Nesse caso, em outros salões temáticos, essas mesmas disciplinas estarão trabalhando em função de outros projetos investigativos, como o tema do belo, por exemplo, ou da ética. Porque tais disciplinas não seriam, absolutamente, em nenhuma hipótese, servas da Teologia, Deus nos livre. Seriam apenas, nesse sentido, imprescindíveis, operações sine qua non para qualquer – absolutamente qualquer – investigação romântico-humanista, que é como aqui se faz referência ao conjunto das Ciências Humanas.

Além disso, em torno da Teologia, e acima dela, circunscrevendo-a enquanto teoria, uma metateoria igualmente romântico-humanista a vigiaria. Essa metateoria seria constituída pelas mesmas disciplinas que, internamente à Teologia, por ela são operadas. Nesse complexo do anel metateórico, contudo, seria a vez delas controlarem as operações da Câmara de Teologia. Não se pode fazer Teologia sem Epistemologia, mas tão-pouco se pode pensar Teologia sem Epistemologia, de modo que uma recobre a outra, num complexo teórico e metateórico, nos moldes que Edgar Morin defende em O Método 4 – as Idéias, quando reflete sobre o teorema de Gödel aplicado à insuficiência crítico-epistemológica das teorias.

 

Teologia não seria, nesse sentido, operação de crentes. Mas de profissionais. O que crentes fizessem, ainda que imprecisamente, se chamasse teologia, como quando se fala de estilos de vida como sendo filosofias de vida, efetivamente corresponderia à racionalização doutrinária, que, a seu tempo, e a depender do seu interesse, a Teologia, aquela câmara multi, inter e transdisciplinar, poderia, eventualmente, investigar, mais ou menos como a Filosofia poderia fazer, nesse caso, investigando a filosofia hippie.
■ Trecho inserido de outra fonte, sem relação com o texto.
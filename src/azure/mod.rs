//! Azure Resource Manager identifier model.
//!
//! ARM path-style identifiers are the primary keys of everything this
//! crate manages. [`resource_id`] holds the generic ordered-segment
//! parser; [`ids`] the typed projections for each resource kind.

pub mod ids;
pub mod resource_id;

pub use ids::{
    AvailabilitySetId, DedicatedHostGroupId, DedicatedHostId, ManagedDiskId, NetworkInterfaceId,
    PublicIpAddressId, SharedImageGalleryId, SharedImageId, SharedImageVersionId,
    VirtualMachineExtensionId, VirtualMachineId,
};
pub use resource_id::{validate_resource_id, ResourceId};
Se, em sua caminhada crítico-investigativa, por acaso, um teólogo romântico-humanista fosse surpreendido com o discurso catequético de um teólogo ontológico, e este pusesse sob risco, sob seus próprios critérios teológicos, a fé do primeiro, seria ocasião para se ouvir o seguinte: “Se Deus é como você diz que é, não posso saber, e, conseqüentemente, se valem para mim as suas advertências teológicas, também não o posso saber. O que posso dizer, razoavelmente, que se pode descobrir, é de onde se tirou essa idéia, quando ela nasceu, quem é seu pai, quem são seus patronos ancestrais e patrocinadores contemporâneos, a quem, politicamente, ela interessa, quem, economicamente, ela sustenta, de quem, socialmente, ela se nutre. Chegando a esse ponto, somente de má vontade você não reconheceria a razoabilidade da descoberta. E então a questão se altera: o que você diz ser ontologia, pode ser mostrado a você tratar-se de cultura. Agora, o que eu digo a você tratar-se de cultura, você me impõe considerar ontologia. Quem exige mais de quem? E quem tem má vontade nesse jogo? Eventualmente, se Deus é como você diz, as coisas são o que são, porque ele teria querido. Sendo elas, portando, de tal consistência, que eu não posso ir além da constatação de que idéias são idéias, e doutrinas, também idéias, esse Deus, eventualmente real, não poderia exigir de mim saltar não no escuro, que saltar no escuro o romântico faz, mas saltar para dentro das doutrinas como se elas fossem o escuro, e para os dogmas, como se ele fosse o mistério. E o são, mas só sob a condição da cegueira espontânea do teólogo, desde que a fé virou sacrifício”.